Upload the sketch. Open Serial Monitor at 115200 baud. You should see connection messages followed by Published: {"temperature":28.5,"humidity":62,...}.

6. Building the Node-RED Flow

Now switch to the Node-RED editor at http://<your-pi-ip>:1880 and build the following flow:

Step 1: MQTT In node

  1. Drag an mqtt in node onto the canvas.
  2. Double-click to configure. Click the pencil icon next to Server to create a new broker connection: Server = localhost, Port = 1883. Click Add.
  3. Set Topic = home/sensors/esp32, QoS = 1, Output = a parsed JSON object.

Step 2: JSON parse node

If the MQTT In node is not automatically parsing JSON, add a json node after it. Set Action to Always convert to JavaScript Object.

Step 3: Function node (extract fields)

Add a function node. Paste:

msg.temperature = msg.payload.temperature;
msg.humidity    = msg.payload.humidity;
msg.uptime      = msg.payload.uptime;
return msg;

Step 4: Dashboard nodes

  1. Add a ui_gauge node. Set Group = create a new group called “Sensors”, Label = Temperature, Units = °C, Range 0-50, Colour gradient: blue-green-red.
  2. Add another ui_gauge for Humidity: Label = Humidity, Units = %, Range 0-100.
  3. Add a ui_chart node. Type = Line chart, X-axis = last 30 minutes, Y-axis 0-100.
  4. Connect the function node output to all three dashboard nodes.

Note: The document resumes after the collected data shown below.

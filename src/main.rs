use elevate_awards::config::ReportConfig;
use elevate_awards::voting::voting_stats;
use elevate_awards::{AwardCategory, BallotBox, BallotError, ReportError, Vote};
use log::{error, info, warn};
use serde::de::DeserializeOwned;
use std::fs;
use std::path::Path;
use std::process::ExitCode;

fn load_json<T: DeserializeOwned>(path: &Path) -> Result<T, ReportError> {
    let raw = fs::read_to_string(path)?;
    Ok(serde_json::from_str(&raw)?)
}

fn run(config: &ReportConfig) -> Result<(), ReportError> {
    let categories: Vec<AwardCategory> = load_json(&config.categories_path)?;
    let votes: Vec<Vote> = load_json(&config.votes_path)?;
    info!(
        "Loaded {} categories from {} and {} votes from {}",
        categories.len(),
        config.categories_path.display(),
        votes.len(),
        config.votes_path.display()
    );

    // Replay the stored ledger through the same rules a live submission follows
    let mut ballot = BallotBox::new(categories, config.revote_policy);
    ballot.open_voting(config.voting_ends_at, None);

    let summary = ballot.replay(votes);
    if summary.rejected > 0 {
        warn!("{} votes were rejected during replay", summary.rejected);
    }

    ballot.set_results_visible(config.results_visible, None);
    info!(
        "{} votes accepted, {} counted after revotes, {} rejected",
        summary.accepted,
        ballot.votes().len(),
        summary.rejected
    );

    match ballot.results() {
        Ok(results) => {
            for result in results {
                println!("{} {}", result.category_icon, result.category_name);
                println!("{}\n", result.summary);
            }
        }
        Err(BallotError::ResultsHidden) => info!("Results are hidden, printing statistics only"),
        Err(e) => return Err(e.into()),
    }

    let stats = voting_stats(ballot.votes(), ballot.categories());
    println!("{}", serde_json::to_string_pretty(&stats)?);

    Ok(())
}

fn main() -> ExitCode {
    dotenvy::dotenv().ok();
    // Initialize logging
    env_logger::init();

    let config = ReportConfig::from_env();

    match run(&config) {
        Ok(()) => ExitCode::SUCCESS,
        Err(e) => {
            error!("Failed to build awards report: {}", e);
            ExitCode::FAILURE
        }
    }
}
//! Feed processing module
//!
//! This module turns a raw feed document into ordered, sanitized items:
//! - [`tree`] parses XML into a [`GenericNode`] tree
//! - [`extract`] maps item elements onto a stable schema with fallbacks
//! - [`sanitize`] cleans descriptions
//! - [`order`] sorts items newest first

pub mod extract;
mod item;
pub mod order;
pub mod sanitize;
pub mod tree;

pub use extract::{extract_items, extract_items_at};
pub use item::{
    ExtractedItem, FeedItem, RawDescription, NO_DESCRIPTION, NO_LINK, NO_TITLE,
};
pub use order::{order_items, parse_published};
pub use sanitize::{sanitize_description, sanitize_item, sanitize_text, MAX_DESCRIPTION_CHARS};
pub use tree::{parse_tree, GenericNode, ATTR_PREFIX, TEXT_KEY};

use crate::FeedError;

/// Runs a fetched document through parse → extract → sanitize → order
///
/// # Arguments
///
/// * `xml` - The raw feed document
///
/// # Returns
///
/// * `Ok(Vec<FeedItem>)` - Items, newest first (possibly empty)
/// * `Err(FeedError::Parse)` - The document is not well-formed XML
///
/// # Example
///
/// ```
/// use feedrelay::feed::process_document;
///
/// let xml = r#"<rss><channel><item><title>Hi</title></item></channel></rss>"#;
/// let items = process_document(xml).unwrap();
/// assert_eq!(items[0].title, "Hi");
/// ```
pub fn process_document(xml: &str) -> Result<Vec<FeedItem>, FeedError> {
    let tree = parse_tree(xml)?;

    let mut items: Vec<FeedItem> = extract_items(&tree)
        .into_iter()
        .map(sanitize_item)
        .collect();

    order_items(&mut items);

    Ok(items)
}
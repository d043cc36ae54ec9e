//! The feed operation
//!
//! [`FeedService`] ties the stages together: fetch → parse → extract →
//! sanitize → order → report. It holds no per-request state, so one instance
//! can serve any number of concurrent, fully independent requests.

use crate::config::Config;
use crate::feed::{process_document, FeedItem};
use crate::fetch::{Fetcher, HttpTransport, Transport};
use crate::output::{report, FeedResult};
use crate::FeedError;

/// Runs the feed pipeline against one configured source
#[derive(Debug)]
pub struct FeedService<T = HttpTransport> {
    fetcher: Fetcher<T>,
}

impl FeedService<HttpTransport> {
    /// Builds the production service (HTTP transport) from configuration
    ///
    /// A missing source URL is not an error here; every request will report it.
    pub fn from_config(config: &Config) -> Result<Self, FeedError> {
        let transport = HttpTransport::new(&config.fetch, &config.user_agent)?;
        Ok(Self::new(Fetcher::from_config(transport, config)))
    }
}

impl<T: Transport> FeedService<T> {
    pub fn new(fetcher: Fetcher<T>) -> Self {
        Self { fetcher }
    }

    pub fn fetcher(&self) -> &Fetcher<T> {
        &self.fetcher
    }

    /// Fetches and processes the feed, surfacing the first failure
    pub async fn run(&self) -> Result<Vec<FeedItem>, FeedError> {
        let body = self.fetcher.fetch().await?;
        process_document(&body)
    }

    /// Fetches and processes the feed, always producing an envelope
    pub async fn load(&self) -> FeedResult {
        match self.fetcher.url() {
            Some(url) => tracing::info!(url = %url, "Fetching feed"),
            None => tracing::error!("Feed URL is not configured"),
        }

        let outcome = self.run().await;

        match &outcome {
            Ok(items) => tracing::info!(items = items.len(), "Feed fetched successfully"),
            Err(FeedError::MissingSource) => {}
            Err(e) => tracing::error!(error = %e, "Feed request failed"),
        }

        report(outcome)
    }
}
//! Response envelope served to clients

use crate::feed::FeedItem;
use serde::Serialize;

/// Top-level response: items plus in-band error signaling
///
/// `error` is set if and only if the request failed, in which case `items`
/// is empty and `total` is 0.
#[derive(Debug, Clone, PartialEq, Eq, Serialize)]
pub struct FeedResult {
    pub items: Vec<FeedItem>,
    pub total: usize,
    #[serde(skip_serializing_if = "Option::is_none")]
    pub error: Option<String>,
}

impl FeedResult {
    /// Wraps successfully processed items
    pub fn success(items: Vec<FeedItem>) -> Self {
        Self {
            total: items.len(),
            items,
            error: None,
        }
    }

    /// Builds the empty, error-carrying envelope
    pub fn failure(message: impl Into<String>) -> Self {
        Self {
            items: Vec::new(),
            total: 0,
            error: Some(message.into()),
        }
    }

    /// Returns true if this envelope reports a failure
    pub fn is_error(&self) -> bool {
        self.error.is_some()
    }
}
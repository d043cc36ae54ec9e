use serde::Serialize;

/// Title used when an item has none
pub const NO_TITLE: &str = "No title";

/// Link used when an item has none
pub const NO_LINK: &str = "#";

/// Description used when an item has no usable description
pub const NO_DESCRIPTION: &str = "No description";

/// One syndicated entry as served to clients
///
/// Every field except `guid` is always present; missing source data is
/// replaced by the placeholders above.
#[derive(Debug, Clone, PartialEq, Eq, Serialize)]
pub struct FeedItem {
    pub title: String,
    pub link: String,
    /// Publish date exactly as found in the feed
    #[serde(rename = "pubDate")]
    pub published_at: String,
    pub description: String,
    #[serde(skip_serializing_if = "Option::is_none")]
    pub guid: Option<String>,
}

/// Description candidate before sanitization
#[derive(Debug, Clone, PartialEq, Eq)]
pub enum RawDescription {
    /// Plain text (possibly carrying HTML markup)
    Text(String),
    /// A nested element structure instead of text
    Structured,
}

/// An item as extracted, before its description is cleaned
#[derive(Debug, Clone, PartialEq, Eq)]
pub struct ExtractedItem {
    pub title: String,
    pub link: String,
    pub published_at: String,
    pub description: RawDescription,
    pub guid: Option<String>,
}
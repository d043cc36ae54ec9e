//! Feedrelay main entry point
//!
//! This is the command-line interface for the Feedrelay RSS relay.

use clap::{Parser, Subcommand};
use feedrelay::config::{compute_config_hash, load_effective_config, Config};
use feedrelay::FeedService;
use std::path::PathBuf;
use std::sync::Arc;
use tracing_subscriber::EnvFilter;

/// Feedrelay: a tolerant RSS relay
///
/// Feedrelay fetches one configured RSS feed, normalizes its items into a
/// stable schema and serves them newest first as a JSON envelope that always
/// carries `items` and `total`, plus `error` when something went wrong.
#[derive(Parser, Debug)]
#[command(name = "feedrelay")]
#[command(version)]
#[command(about = "A tolerant RSS relay", long_about = None)]
struct Cli {
    /// Path to TOML configuration file (defaults apply when omitted)
    #[arg(short, long, value_name = "CONFIG", global = true)]
    config: Option<PathBuf>,

    /// Increase logging verbosity (-v, -vv, -vvv)
    #[arg(short, long, action = clap::ArgAction::Count, global = true)]
    verbose: u8,

    /// Suppress non-error output
    #[arg(short, long, conflicts_with = "verbose", global = true)]
    quiet: bool,

    #[command(subcommand)]
    command: Command,
}

#[derive(Subcommand, Debug)]
enum Command {
    /// Serve the feed envelope over HTTP
    Serve {
        /// Address to listen on, overriding the configured one
        #[arg(long, value_name = "ADDR")]
        bind: Option<String>,
    },

    /// Fetch the feed once and print the envelope as JSON
    Fetch {
        /// Pretty-print the JSON output
        #[arg(long)]
        pretty: bool,
    },

    /// Validate configuration and show the effective settings
    Check,
}

#[tokio::main]
async fn main() -> anyhow::Result<()> {
    dotenvy::dotenv().ok();

    let cli = Cli::parse();

    // Setup logging based on verbosity
    setup_logging(cli.verbose, cli.quiet);

    // Load and validate configuration
    let config = match load_effective_config(cli.config.as_deref()) {
        Ok(cfg) => cfg,
        Err(e) => {
            tracing::error!("Failed to load configuration: {}", e);
            return Err(e.into());
        }
    };

    if let Some(path) = &cli.config {
        let hash = compute_config_hash(path)?;
        tracing::info!(
            "Configuration loaded from {} (hash: {})",
            path.display(),
            hash
        );
    }

    match cli.command {
        Command::Serve { bind } => handle_serve(config, bind).await,
        Command::Fetch { pretty } => handle_fetch(&config, pretty).await,
        Command::Check => handle_check(&config),
    }
}

/// Sets up the logging/tracing subscriber based on verbosity level
///
/// `RUST_LOG` wins over the flags when set. Logs go to stderr so `fetch`
/// output stays clean JSON.
fn setup_logging(verbose: u8, quiet: bool) {
    let filter = EnvFilter::try_from_default_env().unwrap_or_else(|_| {
        if quiet {
            // Only show errors
            EnvFilter::new("error")
        } else {
            match verbose {
                0 => EnvFilter::new("feedrelay=info,warn"),
                1 => EnvFilter::new("feedrelay=debug,info"),
                2 => EnvFilter::new("feedrelay=trace,debug"),
                _ => EnvFilter::new("trace"),
            }
        }
    });

    tracing_subscriber::fmt()
        .with_env_filter(filter)
        .with_writer(std::io::stderr)
        .with_target(false)
        .with_thread_ids(false)
        .with_file(false)
        .init();
}

/// Handles `serve`: runs the HTTP surface until Ctrl-C
async fn handle_serve(mut config: Config, bind: Option<String>) -> anyhow::Result<()> {
    if let Some(bind) = bind {
        config.server.bind = bind;
        feedrelay::config::validate(&config)?;
    }

    if config.source.url().is_none() {
        tracing::warn!("No feed URL configured; every request will report it");
    }

    let service = Arc::new(FeedService::from_config(&config)?);
    feedrelay::server::serve(service, &config.server).await?;
    Ok(())
}

/// Handles `fetch`: one pass through the pipeline, envelope on stdout
///
/// In-band failures still exit 0; the envelope's `error` field carries them.
async fn handle_fetch(config: &Config, pretty: bool) -> anyhow::Result<()> {
    let service = FeedService::from_config(config)?;
    let result = service.load().await;

    let json = if pretty {
        serde_json::to_string_pretty(&result)?
    } else {
        serde_json::to_string(&result)?
    };
    println!("{}", json);

    Ok(())
}

/// Handles `check`: prints the effective settings without touching the network
fn handle_check(config: &Config) -> anyhow::Result<()> {
    println!("=== Feedrelay Configuration ===\n");

    println!("Source:");
    match config.source.url() {
        Some(url) => println!("  URL: {}", url),
        None => println!("  URL: (not set, requests will report a configuration error)"),
    }

    println!("\nFetch:");
    println!("  Timeout: {}ms", config.fetch.timeout_ms);
    println!("  Retries: {}", config.fetch.retries);

    println!("\nUser Agent:");
    println!("  {}", config.user_agent.header_value());

    println!("\nServer:");
    println!("  Bind: {}", config.server.bind);
    println!("  Route: {}", config.server.route);

    println!("\n✓ Configuration is valid");

    Ok(())
}
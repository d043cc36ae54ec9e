//! Item extraction
//!
//! Walks `rss → channel → item` and maps each item element onto an
//! [`ExtractedItem`]. Every field has its own ordered fallback chain, so one
//! missing or oddly shaped field never affects another field or another item.
//!
//! | Field | Fallback order |
//! |-------|----------------|
//! | title | `<title>` → [`NO_TITLE`] |
//! | link | `<link>` text → `<link href>` → [`NO_LINK`] |
//! | pubDate | `<pubDate>` → current time (RFC 3339, millis, `Z`) |
//! | description | `<description>` → `<content:encoded>` → [`NO_DESCRIPTION`] |
//! | guid | `<guid>` text → link text → absent |
//!
//! Empty text counts as missing.

use crate::feed::item::{ExtractedItem, RawDescription, NO_DESCRIPTION, NO_LINK, NO_TITLE};
use crate::feed::tree::GenericNode;
use chrono::{DateTime, SecondsFormat, Utc};

/// Candidate tags for the description, in priority order
const DESCRIPTION_TAGS: [&str; 2] = ["description", "content:encoded"];

/// Extracts candidate items from a parsed feed tree
///
/// Returns an empty vector when the `rss`, `channel` or `item` level is
/// missing; a feed with zero items is valid.
pub fn extract_items(tree: &GenericNode) -> Vec<ExtractedItem> {
    extract_items_at(tree, Utc::now())
}

/// Same as [`extract_items`] with an explicit "now" for the publish-date fallback
pub fn extract_items_at(tree: &GenericNode, now: DateTime<Utc>) -> Vec<ExtractedItem> {
    let fallback_date = now.to_rfc3339_opts(SecondsFormat::Millis, true);

    item_nodes(tree)
        .into_iter()
        .enumerate()
        .map(|(index, node)| {
            if !node.has_children() {
                tracing::debug!(index = index, "Item element carries no fields");
            }
            extract_item(node, &fallback_date)
        })
        .collect()
}

/// Locates the item elements, normalized to a sequence
fn item_nodes(tree: &GenericNode) -> Vec<&GenericNode> {
    tree.get("rss")
        .and_then(|rss| rss.get("channel"))
        .and_then(|channel| channel.get("item"))
        .map(GenericNode::as_seq)
        .unwrap_or_default()
}

fn extract_item(item: &GenericNode, fallback_date: &str) -> ExtractedItem {
    let link = link_of(item);

    ExtractedItem {
        title: text_of(item.get("title"))
            .unwrap_or(NO_TITLE)
            .to_string(),
        link: link.unwrap_or(NO_LINK).to_string(),
        published_at: text_of(item.get("pubDate"))
            .unwrap_or(fallback_date)
            .to_string(),
        description: description_of(item),
        guid: text_of(item.get("guid")).or(link).map(str::to_string),
    }
}

/// Non-empty text of a node; a repeated element contributes its first occurrence
fn text_of(node: Option<&GenericNode>) -> Option<&str> {
    match node? {
        GenericNode::Seq(nodes) => text_of(nodes.first()),
        other => other.text().filter(|text| !text.is_empty()),
    }
}

fn link_of(item: &GenericNode) -> Option<&str> {
    let node = item.get("link");
    text_of(node).or_else(|| {
        node.and_then(|link| link.attr("href"))
            .filter(|href| !href.is_empty())
    })
}

fn description_of(item: &GenericNode) -> RawDescription {
    DESCRIPTION_TAGS
        .iter()
        .filter_map(|tag| item.get(tag))
        .find(|node| is_present(node))
        .map(classify_description)
        .unwrap_or_else(|| RawDescription::Text(NO_DESCRIPTION.to_string()))
}

/// Whether a description candidate should win over the next one
fn is_present(node: &GenericNode) -> bool {
    match node {
        GenericNode::Text(text) => !text.is_empty(),
        GenericNode::Map(_) | GenericNode::Seq(_) => true,
    }
}

fn classify_description(node: &GenericNode) -> RawDescription {
    match node {
        GenericNode::Text(text) => RawDescription::Text(text.clone()),
        GenericNode::Map(_) if !node.has_children() => node
            .text()
            .map(|text| RawDescription::Text(text.to_string()))
            .unwrap_or(RawDescription::Structured),
        _ => RawDescription::Structured,
    }
}
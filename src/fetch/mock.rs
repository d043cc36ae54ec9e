//! In-memory transport for unit tests

use crate::fetch::Transport;
use crate::FeedError;
use std::collections::VecDeque;
use std::sync::atomic::{AtomicUsize, Ordering};
use std::sync::Mutex;

/// Replays scripted responses and counts attempts
///
/// Once the script runs out, every further call returns `fallback`.
pub(crate) struct ScriptedTransport {
    script: Mutex<VecDeque<Result<String, FeedError>>>,
    fallback: Option<String>,
    calls: AtomicUsize,
}

impl ScriptedTransport {
    pub(crate) fn new(script: Vec<Result<String, FeedError>>) -> Self {
        Self {
            script: Mutex::new(script.into()),
            fallback: None,
            calls: AtomicUsize::new(0),
        }
    }

    pub(crate) fn always_ok(body: &str) -> Self {
        Self {
            script: Mutex::new(VecDeque::new()),
            fallback: Some(body.to_string()),
            calls: AtomicUsize::new(0),
        }
    }

    pub(crate) fn calls(&self) -> usize {
        self.calls.load(Ordering::SeqCst)
    }
}

#[async_trait::async_trait]
impl Transport for ScriptedTransport {
    async fn get(&self, url: &str) -> Result<String, FeedError> {
        self.calls.fetch_add(1, Ordering::SeqCst);
        let next = self.script.lock().unwrap().pop_front();
        match (next, &self.fallback) {
            (Some(result), _) => result,
            (None, Some(body)) => Ok(body.clone()),
            (None, None) => Err(FeedError::Unreachable {
                url: url.to_string(),
                message: "script exhausted".to_string(),
            }),
        }
    }
}
//! HTTP surface
//!
//! Exposes the feed operation as `GET <route>` (default `/api/rss`) plus a
//! liveness probe. Each request runs the whole pipeline independently; a
//! client that disconnects simply drops its in-flight request.

mod handlers;
mod router;

pub use router::{create_router, HEALTH_ROUTE};

use crate::config::ServerConfig;
use crate::fetch::Transport;
use crate::service::FeedService;
use crate::FeedError;
use std::sync::Arc;

/// Binds the configured address and serves until Ctrl-C
pub async fn serve<T: Transport + 'static>(
    service: Arc<FeedService<T>>,
    config: &ServerConfig,
) -> Result<(), FeedError> {
    let listener = tokio::net::TcpListener::bind(&config.bind).await?;
    tracing::info!(
        addr = %listener.local_addr()?,
        route = %config.route,
        "Listening for feed requests"
    );

    axum::serve(listener, create_router(service, &config.route))
        .with_graceful_shutdown(shutdown_signal())
        .await?;

    tracing::info!("Server stopped");
    Ok(())
}

async fn shutdown_signal() {
    if let Err(e) = tokio::signal::ctrl_c().await {
        tracing::warn!(error = %e, "Failed to listen for shutdown signal");
        std::future::pending::<()>().await;
    }
    tracing::info!("Shutdown signal received");
}
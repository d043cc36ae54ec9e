//! Configuration module for Feedrelay
//!
//! This module handles loading, parsing, and validating TOML configuration
//! files, plus the environment overrides applied on top of them.
//!
//! # Example
//!
//! ```no_run
//! use feedrelay::config::load_effective_config;
//! use std::path::Path;
//!
//! let config = load_effective_config(Some(Path::new("feedrelay.toml"))).unwrap();
//! println!("Feed source: {:?}", config.source.url());
//! ```

mod parser;
mod types;
mod validation;

pub use validation::validate;

// Re-export types
pub use types::{
    Config, FetchConfig, ServerConfig, SourceConfig, UserAgentConfig, DEFAULT_RETRIES,
    DEFAULT_TIMEOUT_MS,
};

// Re-export parser functions
pub use parser::{
    apply_env_overrides, compute_config_hash, load_config, load_effective_config, ENV_BIND,
    ENV_RETRIES, ENV_SOURCE_URL, ENV_TIMEOUT_MS,
};
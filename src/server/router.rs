use axum::Router;
use std::sync::Arc;

use crate::fetch::Transport;
use crate::service::FeedService;

use super::handlers;

/// Liveness probe path
pub const HEALTH_ROUTE: &str = "/healthz";

pub fn create_router<T: Transport + 'static>(service: Arc<FeedService<T>>, route: &str) -> Router {
    use axum::routing::get;

    Router::new()
        // Feed envelope
        .route(route, get(handlers::get_feed::<T>))
        // Liveness
        .route(HEALTH_ROUTE, get(handlers::healthz))
        .with_state(service)
}
//! Integration tests for the feed operation
//!
//! These tests use wiremock to stand in for the remote feed and drive the
//! whole pipeline through the real HTTP transport.

use feedrelay::config::Config;
use feedrelay::fetch::{Fetcher, HttpTransport, Transport};
use feedrelay::output::{missing_source_message, TIMEOUT_MESSAGE, UNREACHABLE_MESSAGE};
use feedrelay::{FeedError, FeedResult, FeedService};
use std::sync::atomic::{AtomicUsize, Ordering};
use wiremock::matchers::{header_exists, method, path};
use wiremock::{Mock, MockServer, ResponseTemplate};

const FEED: &str = r#"<?xml version="1.0" encoding="UTF-8"?>
<rss version="2.0" xmlns:content="http://purl.org/rss/1.0/modules/content/">
  <channel>
    <title>Example Blog</title>
    <item>
      <title>Older post</title>
      <link>https://blog.example.com/older</link>
      <pubDate>Mon, 01 Jan 2024 08:00:00 GMT</pubDate>
      <description><![CDATA[<p>First &amp; <b>foremost</b></p>]]></description>
      <guid isPermaLink="false">post-1</guid>
    </item>
    <item>
      <title>Newer post</title>
      <link>https://blog.example.com/newer</link>
      <pubDate>Tue, 02 Jan 2024 08:00:00 GMT</pubDate>
      <content:encoded><![CDATA[<p>Body only in content</p>]]></content:encoded>
    </item>
  </channel>
</rss>"#;

const SINGLE_ITEM: &str = r#"<rss><channel>
  <item>
    <title>Only post</title>
    <link>https://blog.example.com/only</link>
    <pubDate>Mon, 01 Jan 2024 08:00:00 GMT</pubDate>
    <description>Just one</description>
  </item>
</channel></rss>"#;

/// Wraps the HTTP transport and counts outgoing requests
struct CountingTransport {
    inner: HttpTransport,
    calls: AtomicUsize,
}

impl CountingTransport {
    fn new(config: &Config) -> Self {
        Self {
            inner: HttpTransport::new(&config.fetch, &config.user_agent).unwrap(),
            calls: AtomicUsize::new(0),
        }
    }

    fn calls(&self) -> usize {
        self.calls.load(Ordering::SeqCst)
    }
}

#[async_trait::async_trait]
impl Transport for CountingTransport {
    async fn get(&self, url: &str) -> Result<String, FeedError> {
        self.calls.fetch_add(1, Ordering::SeqCst);
        self.inner.get(url).await
    }
}

/// Creates a test configuration pointing at `url`
fn create_test_config(url: Option<String>, timeout_ms: u64, retries: u32) -> Config {
    let mut config = Config::default();
    config.source.url = url;
    config.fetch.timeout_ms = timeout_ms;
    config.fetch.retries = retries;
    config
}

fn counting_service(config: &Config) -> FeedService<CountingTransport> {
    FeedService::new(Fetcher::from_config(CountingTransport::new(config), config))
}

async fn serve_feed(mock_server: &MockServer, status: u16, body: &str) {
    Mock::given(method("GET"))
        .and(path("/rss.xml"))
        .respond_with(ResponseTemplate::new(status).set_body_string(body))
        .mount(mock_server)
        .await;
}

#[tokio::test]
async fn test_full_feed_newest_first() {
    let mock_server = MockServer::start().await;

    Mock::given(method("GET"))
        .and(path("/rss.xml"))
        .and(header_exists("accept"))
        .and(header_exists("user-agent"))
        .respond_with(
            ResponseTemplate::new(200)
                .insert_header("content-type", "application/rss+xml")
                .set_body_string(FEED),
        )
        .expect(1)
        .mount(&mock_server)
        .await;

    let config = create_test_config(Some(format!("{}/rss.xml", mock_server.uri())), 5_000, 2);
    let service = FeedService::from_config(&config).unwrap();

    let result = service.load().await;

    assert_eq!(result.error, None);
    assert_eq!(result.total, 2);
    assert_eq!(result.items.len(), 2);

    let newer = &result.items[0];
    assert_eq!(newer.title, "Newer post");
    assert_eq!(newer.link, "https://blog.example.com/newer");
    assert_eq!(newer.description, "Body only in content");
    assert_eq!(newer.guid.as_deref(), Some("https://blog.example.com/newer"));

    let older = &result.items[1];
    assert_eq!(older.title, "Older post");
    assert_eq!(older.description, "First & foremost");
    assert_eq!(older.guid.as_deref(), Some("post-1"));
}

#[tokio::test]
async fn test_envelope_json_shape() {
    let mock_server = MockServer::start().await;
    serve_feed(&mock_server, 200, FEED).await;

    let config = create_test_config(Some(format!("{}/rss.xml", mock_server.uri())), 5_000, 0);
    let result = FeedService::from_config(&config).unwrap().load().await;

    let json = serde_json::to_value(&result).unwrap();
    assert_eq!(json["total"], 2);
    assert!(json.get("error").is_none());

    let item = &json["items"][0];
    assert_eq!(item["pubDate"], "Tue, 02 Jan 2024 08:00:00 GMT");
    for key in ["title", "link", "pubDate", "description"] {
        assert!(item[key].is_string(), "missing {}", key);
    }
}

#[tokio::test]
async fn test_single_item_behaves_like_list() {
    let mock_server = MockServer::start().await;
    serve_feed(&mock_server, 200, SINGLE_ITEM).await;

    let config = create_test_config(Some(format!("{}/rss.xml", mock_server.uri())), 5_000, 0);
    let result = FeedService::from_config(&config).unwrap().load().await;

    assert_eq!(result.total, 1);
    assert_eq!(result.items[0].title, "Only post");
    assert_eq!(result.items[0].description, "Just one");
}

#[tokio::test]
async fn test_transient_status_retried_then_reported() {
    let mock_server = MockServer::start().await;

    Mock::given(method("GET"))
        .and(path("/rss.xml"))
        .respond_with(ResponseTemplate::new(503))
        .expect(3)
        .mount(&mock_server)
        .await;

    let config = create_test_config(Some(format!("{}/rss.xml", mock_server.uri())), 5_000, 2);
    let service = counting_service(&config);

    let result = service.load().await;

    assert!(result.items.is_empty());
    assert_eq!(result.total, 0);
    let message = result.error.unwrap();
    assert!(message.starts_with("Failed to fetch feed: "));
    assert!(message.contains("503"));
    assert_eq!(service.fetcher().transport().calls(), 3);
}

#[tokio::test]
async fn test_not_found_is_not_retried() {
    let mock_server = MockServer::start().await;

    Mock::given(method("GET"))
        .and(path("/rss.xml"))
        .respond_with(ResponseTemplate::new(404))
        .expect(1)
        .mount(&mock_server)
        .await;

    let config = create_test_config(Some(format!("{}/rss.xml", mock_server.uri())), 5_000, 2);
    let service = counting_service(&config);

    let result = service.load().await;

    assert!(result.error.unwrap().contains("404"));
    assert_eq!(service.fetcher().transport().calls(), 1);
}

#[tokio::test]
async fn test_timeout_message() {
    let mock_server = MockServer::start().await;

    Mock::given(method("GET"))
        .and(path("/rss.xml"))
        .respond_with(
            ResponseTemplate::new(200)
                .set_body_string(FEED)
                .set_delay(std::time::Duration::from_secs(2)),
        )
        .mount(&mock_server)
        .await;

    let config = create_test_config(Some(format!("{}/rss.xml", mock_server.uri())), 200, 0);
    let result = FeedService::from_config(&config).unwrap().load().await;

    assert_eq!(result, FeedResult::failure(TIMEOUT_MESSAGE));
}

#[tokio::test]
async fn test_malformed_document() {
    let mock_server = MockServer::start().await;
    serve_feed(&mock_server, 200, "<rss><channel><item><title>cut off").await;

    let config = create_test_config(Some(format!("{}/rss.xml", mock_server.uri())), 5_000, 2);
    let service = counting_service(&config);

    let result = service.load().await;

    assert!(result.items.is_empty());
    let message = result.error.unwrap();
    assert!(message.starts_with("Failed to fetch feed: XML parse error"));
    assert_eq!(service.fetcher().transport().calls(), 1);
}

#[tokio::test]
async fn test_document_without_items() {
    let mock_server = MockServer::start().await;
    serve_feed(&mock_server, 200, "<rss><channel><title>Empty</title></channel></rss>").await;

    let config = create_test_config(Some(format!("{}/rss.xml", mock_server.uri())), 5_000, 0);
    let result = FeedService::from_config(&config).unwrap().load().await;

    assert_eq!(result, FeedResult::success(Vec::new()));
}

#[tokio::test]
async fn test_missing_source_makes_no_request() {
    let config = create_test_config(None, 5_000, 2);
    let service = counting_service(&config);

    let result = service.load().await;

    assert_eq!(result, FeedResult::failure(missing_source_message()));
    assert_eq!(service.fetcher().transport().calls(), 0);
}

#[tokio::test]
async fn test_unreachable_source() {
    let config = create_test_config(Some("http://127.0.0.1:1/rss.xml".to_string()), 2_000, 2);
    let service = counting_service(&config);

    let result = service.load().await;

    assert_eq!(result, FeedResult::failure(UNREACHABLE_MESSAGE));
    assert_eq!(service.fetcher().transport().calls(), 3);
}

For the chart, you need separate messages. Add a change node before the chart that sets msg.payload = msg.temperature, and another for humidity with a different series label. Use a split/link approach for both series.

Step 5: Deploy

Click the red Deploy button. Navigate to http://<your-pi-ip>:1880/ui. You should see live gauges updating every 5 seconds!

7. Creating the Dashboard UI

Node-RED Dashboard (node-red-dashboard) offers these useful widgets for a sensor monitoring panel:

  • Gauge: Circular or donut gauge — great for temperature and humidity at a glance.
  • Chart: Line, bar, pie — plot historical trends. Configure X-axis for time-series.
  • Text: Display raw values with custom formatting (e.g., last updated time).
  • LED indicator: Green/red to show if sensor data is fresh (use a trigger node to set a flag if no data received in 30 seconds).
  • Notification: Browser toast alerts when temperature crosses a threshold.

To organise widgets, use tabs and groups in the dashboard layout panel (click the grid icon in the Node-RED sidebar). You can have separate tabs for different rooms or sensor types.

Adding threshold alerts: Place a switch node after your function node. Configure rule: msg.temperature > 35 → output 1. Connect output 1 to a ui_notification node with a warning message. This pushes a browser alert whenever the room gets too hot — very useful for server rooms or plant monitoring in Indian summers.

8. Adding More Sensors

The real power of the MQTT + Node-RED combo becomes apparent when you add multiple ESP32 nodes around your home or office. Each device publishes to a different topic:

  • home/sensors/living-room
  • home/sensors/server-room
  • home/sensors/terrace

In Node-RED, add a separate mqtt in node for each topic (or use a wildcard topic home/sensors/# and route by topic name in a function node).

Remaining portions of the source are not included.